_EXERCISE GOAL:_ The reply should consist of the full listing, written out exactly.

_DATA SUPPLIED:_
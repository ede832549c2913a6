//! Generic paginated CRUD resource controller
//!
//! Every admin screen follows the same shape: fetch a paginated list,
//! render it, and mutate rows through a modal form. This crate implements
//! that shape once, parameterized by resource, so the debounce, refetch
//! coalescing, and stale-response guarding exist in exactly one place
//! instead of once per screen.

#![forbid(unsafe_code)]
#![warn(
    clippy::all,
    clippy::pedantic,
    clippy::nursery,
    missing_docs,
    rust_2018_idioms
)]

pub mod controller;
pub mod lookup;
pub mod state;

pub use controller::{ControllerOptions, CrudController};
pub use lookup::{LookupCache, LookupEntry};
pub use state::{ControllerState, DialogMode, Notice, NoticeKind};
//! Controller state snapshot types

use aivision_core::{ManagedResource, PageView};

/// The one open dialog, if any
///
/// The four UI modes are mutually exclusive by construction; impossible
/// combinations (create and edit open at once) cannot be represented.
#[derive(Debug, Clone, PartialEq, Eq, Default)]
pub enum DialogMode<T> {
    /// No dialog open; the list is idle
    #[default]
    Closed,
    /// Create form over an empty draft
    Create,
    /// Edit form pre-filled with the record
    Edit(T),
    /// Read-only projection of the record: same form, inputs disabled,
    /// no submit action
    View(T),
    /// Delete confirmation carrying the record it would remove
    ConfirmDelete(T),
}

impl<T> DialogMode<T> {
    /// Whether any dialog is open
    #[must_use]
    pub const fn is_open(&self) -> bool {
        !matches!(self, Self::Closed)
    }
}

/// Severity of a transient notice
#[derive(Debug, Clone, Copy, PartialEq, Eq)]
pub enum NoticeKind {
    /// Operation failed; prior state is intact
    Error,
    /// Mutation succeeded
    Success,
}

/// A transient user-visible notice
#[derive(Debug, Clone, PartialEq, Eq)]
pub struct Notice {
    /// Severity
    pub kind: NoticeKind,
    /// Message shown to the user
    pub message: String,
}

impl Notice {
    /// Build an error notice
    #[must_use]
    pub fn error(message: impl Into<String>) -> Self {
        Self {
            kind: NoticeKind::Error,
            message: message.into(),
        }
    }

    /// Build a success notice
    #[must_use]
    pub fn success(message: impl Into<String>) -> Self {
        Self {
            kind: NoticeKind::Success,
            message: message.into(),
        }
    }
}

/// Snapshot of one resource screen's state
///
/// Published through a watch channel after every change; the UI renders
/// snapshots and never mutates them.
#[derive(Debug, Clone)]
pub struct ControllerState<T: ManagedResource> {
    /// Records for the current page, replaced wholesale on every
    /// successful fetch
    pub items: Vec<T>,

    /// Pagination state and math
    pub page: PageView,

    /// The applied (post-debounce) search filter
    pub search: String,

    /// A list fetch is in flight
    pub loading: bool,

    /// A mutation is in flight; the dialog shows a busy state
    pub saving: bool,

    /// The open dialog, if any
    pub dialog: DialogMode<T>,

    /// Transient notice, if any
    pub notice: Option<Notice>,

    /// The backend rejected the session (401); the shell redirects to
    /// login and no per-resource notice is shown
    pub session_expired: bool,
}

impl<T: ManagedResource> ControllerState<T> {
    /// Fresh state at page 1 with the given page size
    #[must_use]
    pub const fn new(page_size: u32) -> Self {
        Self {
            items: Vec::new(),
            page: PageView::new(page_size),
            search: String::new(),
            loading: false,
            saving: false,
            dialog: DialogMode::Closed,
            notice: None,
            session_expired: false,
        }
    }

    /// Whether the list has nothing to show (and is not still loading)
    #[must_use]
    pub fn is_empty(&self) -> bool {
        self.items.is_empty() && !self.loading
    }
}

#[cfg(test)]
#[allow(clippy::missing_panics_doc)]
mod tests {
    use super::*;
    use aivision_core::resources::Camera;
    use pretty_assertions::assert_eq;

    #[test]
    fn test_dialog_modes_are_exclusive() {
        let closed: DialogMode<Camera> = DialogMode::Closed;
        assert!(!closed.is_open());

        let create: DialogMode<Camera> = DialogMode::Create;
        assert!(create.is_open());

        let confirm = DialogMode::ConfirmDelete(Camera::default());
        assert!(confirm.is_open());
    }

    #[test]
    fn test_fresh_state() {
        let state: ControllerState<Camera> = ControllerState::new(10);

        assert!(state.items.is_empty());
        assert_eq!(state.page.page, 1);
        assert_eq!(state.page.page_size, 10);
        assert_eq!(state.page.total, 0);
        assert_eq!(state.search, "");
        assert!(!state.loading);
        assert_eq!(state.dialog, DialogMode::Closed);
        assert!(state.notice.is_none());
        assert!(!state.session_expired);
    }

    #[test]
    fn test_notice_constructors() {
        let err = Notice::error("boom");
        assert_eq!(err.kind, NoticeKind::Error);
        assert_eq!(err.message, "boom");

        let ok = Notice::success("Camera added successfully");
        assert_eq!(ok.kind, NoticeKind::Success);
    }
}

_ANSWER TO THIS EXERCISE:_
repository ede832549c2913a6
//! Generic paginated CRUD resource controller
//!
//! Every admin screen follows the same shape: fetch a paginated list,
//! render it, and mutate rows through a modal form. This crate implements
//! that shape once, parameterized by resource, so the debounce, refetch
//! coalescing, and stale-response guarding exist in exactly one place
//! instead of once per screen.

#![forbid(unsafe_code)]
#![warn(
    clippy::all,
    clippy::pedantic,
    clippy::nursery,
    missing_docs,
    rust_2018_idioms
)]

pub mod controller;
pub mod lookup;
pub mod state;

pub use controller::{ControllerOptions, CrudController};
pub use lookup::{LookupCache, LookupEntry};
pub use state::{ControllerState, DialogMode, Notice, NoticeKind};
//! Controller state snapshot types

use aivision_core::{ManagedResource, PageView};

/// The one open dialog, if any
///
/// The four UI modes are mutually exclusive by construction; impossible
/// combinations (create and edit open at once) cannot be represented.
#[derive(Debug, Clone, PartialEq, Eq, Default)]
pub enum DialogMode<T> {
    /// No dialog open; the list is idle
    #[default]
    Closed,
    /// Create form over an empty draft
    Create,
    /// Edit form pre-filled with the record
    Edit(T),
    /// Read-only projection of the record: same form, inputs disabled,
    /// no submit action
    View(T),
    /// Delete confirmation carrying the record it would remove
    ConfirmDelete(T),
}

impl<T> DialogMode<T> {
    /// Whether any dialog is open
    #[must_use]
    pub const fn is_open(&self) -> bool {
        !matches!(self, Self::Closed)
    }
}

/// Severity of a transient notice
#[derive(Debug, Clone, Copy, PartialEq, Eq)]
pub enum NoticeKind {
    /// Operation failed; prior state is intact
    Error,
    /// Mutation succeeded
    Success,
}

/// A transient user-visible notice
#[derive(Debug, Clone, PartialEq, Eq)]
pub struct Notice {
    /// Severity
    pub kind: NoticeKind,
    /// Message shown to the user
    pub message: String,
}

impl Notice {
    /// Build an error notice
    #[must_use]
    pub fn error(message: impl Into<String>) -> Self {
        Self {
            kind: NoticeKind::Error,
            message: message.into(),
        }
    }

    /// Build a success notice
    #[must_use]
    pub fn success(message: impl Into<String>) -> Self {
        Self {
            kind: NoticeKind::Success,
            message: message.into(),
        }
    }
}

/// Snapshot of one resource screen's state
///
/// Published through a watch channel after every change; the UI renders
/// snapshots and never mutates them.
#[derive(Debug, Clone)]
pub struct ControllerState<T: ManagedResource> {
    /// Records for the current page, replaced wholesale on every
    /// successful fetch
    pub items: Vec<T>,

    /// Pagination state and math
    pub page: PageView,

    /// The applied (post-debounce) search filter
    pub search: String,

    /// A list fetch is in flight
    pub loading: bool,

    /// A mutation is in flight; the dialog shows a busy state
    pub saving: bool,

    /// The open dialog, if any
    pub dialog: DialogMode<T>,

    /// Transient notice, if any
    pub notice: Option<Notice>,

    /// The backend rejected the session (401); the shell redirects to
    /// login and no per-resource notice is shown
    pub session_expired: bool,
}

impl<T: ManagedResource> ControllerState<T> {
    /// Fresh state at page 1 with the given page size
    #[must_use]
    pub const fn new(page_size: u32) -> Self {
        Self {
            items: Vec::new(),
            page: PageView::new(page_size),
            search: String::new(),
            loading: false,
            saving: false,
            dialog: DialogMode::Closed,
            notice: None,
            session_expired: false,
        }
    }

    /// Whether the list has nothing to show (and is not still loading)
    #[must_use]
    pub fn is_empty(&self) -> bool {
        self.items.is_empty() && !self.loading
    }
}

#[cfg(test)]
#[allow(clippy::missing_panics_doc)]
mod tests {
    use super::*;
    use aivision_core::resources::Camera;
    use pretty_assertions::assert_eq;

    #[test]
    fn test_dialog_modes_are_exclusive() {
        let closed: DialogMode<Camera> = DialogMode::Closed;
        assert!(!closed.is_open());

        let create: DialogMode<Camera> = DialogMode::Create;
        assert!(create.is_open());

        let confirm = DialogMode::ConfirmDelete(Camera::default());
        assert!(confirm.is_open());
    }

    #[test]
    fn test_fresh_state() {
        let state: ControllerState<Camera> = ControllerState::new(10);

        assert!(state.items.is_empty());
        assert_eq!(state.page.page, 1);
        assert_eq!(state.page.page_size, 10);
        assert_eq!(state.page.total, 0);
        assert_eq!(state.search, "");
        assert!(!state.loading);
        assert_eq!(state.dialog, DialogMode::Closed);
        assert!(state.notice.is_none());
        assert!(!state.session_expired);
    }

    #[test]
    fn test_notice_constructors() {
        let err = Notice::error("boom");
        assert_eq!(err.kind, NoticeKind::Error);
        assert_eq!(err.message, "boom");

        let ok = Notice::success("Camera added successfully");
        assert_eq!(ok.kind, NoticeKind::Success);
    }
}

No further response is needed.